:: TASK ITEM ::
Check each line of the data below for the string "impl". Then give the number of lines that have it, without anything else.

:: DATA EXTRACT ::
--------------------------------------------------
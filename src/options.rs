//! Render requests, caller options and their resolution against defaults

use serde::{Deserialize, Serialize};
use std::str::FromStr;
use std::time::Duration;

use crate::grid::GridDimensions;
use crate::{Error, Result};

pub const DEFAULT_BACKGROUND: &str = "#000000";
pub const DEFAULT_FOREGROUND: &str = "#e0e0e0";
pub const DEFAULT_FONT_FAMILY: &str = "monospace";
pub const DEFAULT_FONT_SIZE: f64 = 14.0;
pub const DEFAULT_LINE_HEIGHT: f64 = 1.0;

/// Raster format of the captured image
#[derive(Debug, Clone, Copy, PartialEq, Eq, Hash, Default, Serialize, Deserialize)]
#[serde(rename_all = "lowercase")]
pub enum ImageFormat {
    #[default]
    Png,
    Jpeg,
    Webp,
}

impl ImageFormat {
    pub const ALL: [ImageFormat; 3] = [ImageFormat::Png, ImageFormat::Jpeg, ImageFormat::Webp];

    pub fn extension(&self) -> &'static str {
        match self {
            ImageFormat::Png => "png",
            ImageFormat::Jpeg => "jpg",
            ImageFormat::Webp => "webp",
        }
    }

    pub fn mime_type(&self) -> &'static str {
        match self {
            ImageFormat::Png => "image/png",
            ImageFormat::Jpeg => "image/jpeg",
            ImageFormat::Webp => "image/webp",
        }
    }

    /// Whether `bytes` start with this format's magic header.
    pub fn matches_magic(&self, bytes: &[u8]) -> bool {
        match self {
            ImageFormat::Png => bytes.starts_with(b"\x89PNG\r\n\x1a\n"),
            ImageFormat::Jpeg => bytes.starts_with(&[0xFF, 0xD8, 0xFF]),
            ImageFormat::Webp => bytes.len() >= 12 && &bytes[0..4] == b"RIFF" && &bytes[8..12] == b"WEBP",
        }
    }
}

impl FromStr for ImageFormat {
    type Err = Error;

    fn from_str(s: &str) -> Result<Self> {
        match s.to_ascii_lowercase().as_str() {
            "png" => Ok(ImageFormat::Png),
            "jpeg" | "jpg" => Ok(ImageFormat::Jpeg),
            "webp" => Ok(ImageFormat::Webp),
            other => Err(Error::ConfigError(format!("Unknown image format '{}'", other))),
        }
    }
}

/// Terminal color theme. Unset keys fall back to the terminal's defaults.
#[derive(Debug, Clone, Default, PartialEq, Serialize, Deserialize)]
#[serde(rename_all = "camelCase", default)]
pub struct Theme {
    #[serde(skip_serializing_if = "Option::is_none")]
    pub foreground: Option<String>,
    #[serde(skip_serializing_if = "Option::is_none")]
    pub background: Option<String>,
    #[serde(skip_serializing_if = "Option::is_none")]
    pub cursor: Option<String>,
    #[serde(skip_serializing_if = "Option::is_none")]
    pub cursor_accent: Option<String>,
    #[serde(skip_serializing_if = "Option::is_none")]
    pub selection_background: Option<String>,
    #[serde(skip_serializing_if = "Option::is_none")]
    pub selection_foreground: Option<String>,
    #[serde(skip_serializing_if = "Option::is_none")]
    pub black: Option<String>,
    #[serde(skip_serializing_if = "Option::is_none")]
    pub red: Option<String>,
    #[serde(skip_serializing_if = "Option::is_none")]
    pub green: Option<String>,
    #[serde(skip_serializing_if = "Option::is_none")]
    pub yellow: Option<String>,
    #[serde(skip_serializing_if = "Option::is_none")]
    pub blue: Option<String>,
    #[serde(skip_serializing_if = "Option::is_none")]
    pub magenta: Option<String>,
    #[serde(skip_serializing_if = "Option::is_none")]
    pub cyan: Option<String>,
    #[serde(skip_serializing_if = "Option::is_none")]
    pub white: Option<String>,
    #[serde(skip_serializing_if = "Option::is_none")]
    pub bright_black: Option<String>,
    #[serde(skip_serializing_if = "Option::is_none")]
    pub bright_red: Option<String>,
    #[serde(skip_serializing_if = "Option::is_none")]
    pub bright_green: Option<String>,
    #[serde(skip_serializing_if = "Option::is_none")]
    pub bright_yellow: Option<String>,
    #[serde(skip_serializing_if = "Option::is_none")]
    pub bright_blue: Option<String>,
    #[serde(skip_serializing_if = "Option::is_none")]
    pub bright_magenta: Option<String>,
    #[serde(skip_serializing_if = "Option::is_none")]
    pub bright_cyan: Option<String>,
    #[serde(skip_serializing_if = "Option::is_none")]
    pub bright_white: Option<String>,
    /// Colors for indices 16-255
    #[serde(skip_serializing_if = "Option::is_none")]
    pub extended_ansi: Option<Vec<String>>,
}

impl Theme {
    /// The pipeline's base theme: black background, light grey text.
    pub fn pipeline_default() -> Self {
        Theme {
            background: Some(DEFAULT_BACKGROUND.to_string()),
            foreground: Some(DEFAULT_FOREGROUND.to_string()),
            ..Default::default()
        }
    }

    /// Overlay `self` on `base` key by key; keys set here win.
    pub fn merged_over(&self, base: &Theme) -> Theme {
        macro_rules! pick {
            ($top:ident, $base:ident; $($field:ident),* $(,)?) => {
                Theme { $($field: $top.$field.clone().or_else(|| $base.$field.clone()),)* }
            };
        }
        let top = self;
        pick!(
            top, base;
            foreground,
            background,
            cursor,
            cursor_accent,
            selection_background,
            selection_foreground,
            black,
            red,
            green,
            yellow,
            blue,
            magenta,
            cyan,
            white,
            bright_black,
            bright_red,
            bright_green,
            bright_yellow,
            bright_blue,
            bright_magenta,
            bright_cyan,
            bright_white,
            extended_ansi,
        )
    }
}

/// Caller-facing render options. Every field is optional.
#[derive(Debug, Clone, Default, PartialEq, Serialize, Deserialize)]
#[serde(rename_all = "camelCase", default)]
pub struct RenderOptions {
    pub theme: Theme,
    /// Padding around the terminal grid, in CSS pixels
    pub pad_amount_px: Option<u32>,
    pub font_family: Option<String>,
    pub font_size: Option<f64>,
    pub font_weight: Option<u16>,
    pub font_weight_bold: Option<u16>,
    pub letter_spacing: Option<f64>,
    pub line_height: Option<f64>,
    pub output_format: Option<ImageFormat>,
}

/// Options the terminal component is constructed with
#[derive(Debug, Clone, PartialEq, Serialize)]
#[serde(rename_all = "camelCase")]
pub struct TerminalOptions {
    pub rows: usize,
    pub cols: usize,
    /// Treat bare `\n` as CRLF so output is not staircased
    pub convert_eol: bool,
    pub theme: Theme,
    pub font_family: String,
    pub font_size: f64,
    #[serde(skip_serializing_if = "Option::is_none")]
    pub font_weight: Option<u16>,
    #[serde(skip_serializing_if = "Option::is_none")]
    pub font_weight_bold: Option<u16>,
    #[serde(skip_serializing_if = "Option::is_none")]
    pub letter_spacing: Option<f64>,
    pub line_height: f64,
}

/// Options after every default has been applied
#[derive(Debug, Clone, PartialEq)]
pub struct ResolvedOptions {
    pub pad_amount_px: u32,
    pub format: ImageFormat,
    pub terminal: TerminalOptions,
}

impl ResolvedOptions {
    pub fn background(&self) -> &str {
        self.terminal
            .theme
            .background
            .as_deref()
            .unwrap_or(DEFAULT_BACKGROUND)
    }

    pub fn font_family(&self) -> &str {
        &self.terminal.font_family
    }
}

impl RenderOptions {
    /// Apply defaults and size the terminal to `grid`.
    pub fn resolve(&self, grid: GridDimensions) -> ResolvedOptions {
        let font_family = self
            .font_family
            .as_deref()
            .map(str::trim)
            .filter(|f| !f.is_empty())
            .unwrap_or(DEFAULT_FONT_FAMILY)
            .to_string();

        // The component rejects non-positive sizes and line heights below 1
        let font_size = self
            .font_size
            .filter(|s| s.is_finite() && *s > 0.0)
            .unwrap_or(DEFAULT_FONT_SIZE);
        let line_height = self
            .line_height
            .filter(|h| h.is_finite() && *h >= 1.0)
            .unwrap_or(DEFAULT_LINE_HEIGHT);

        ResolvedOptions {
            pad_amount_px: self.pad_amount_px.unwrap_or(0),
            format: self.output_format.unwrap_or_default(),
            terminal: TerminalOptions {
                rows: grid.terminal_rows(),
                cols: grid.terminal_columns(),
                convert_eol: true,
                theme: self.theme.merged_over(&Theme::pipeline_default()),
                font_family,
                font_size,
                font_weight: self.font_weight,
                font_weight_bold: self.font_weight_bold,
                letter_spacing: self.letter_spacing,
                line_height,
            },
        }
    }
}

/// One render: the raw text plus how to render it
#[derive(Debug, Clone, Default)]
pub struct RenderRequest {
    pub text: String,
    pub options: RenderOptions,
    /// Overrides the renderer's configured deadline for this call
    pub timeout: Option<Duration>,
}

impl RenderRequest {
    pub fn new(text: impl Into<String>) -> Self {
        Self {
            text: text.into(),
            ..Default::default()
        }
    }

    pub fn with_options(mut self, options: RenderOptions) -> Self {
        self.options = options;
        self
    }

    pub fn with_timeout(mut self, timeout: Duration) -> Self {
        self.timeout = Some(timeout);
        self
    }
}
--------------------------------------------------
:: RESPONSE ::
7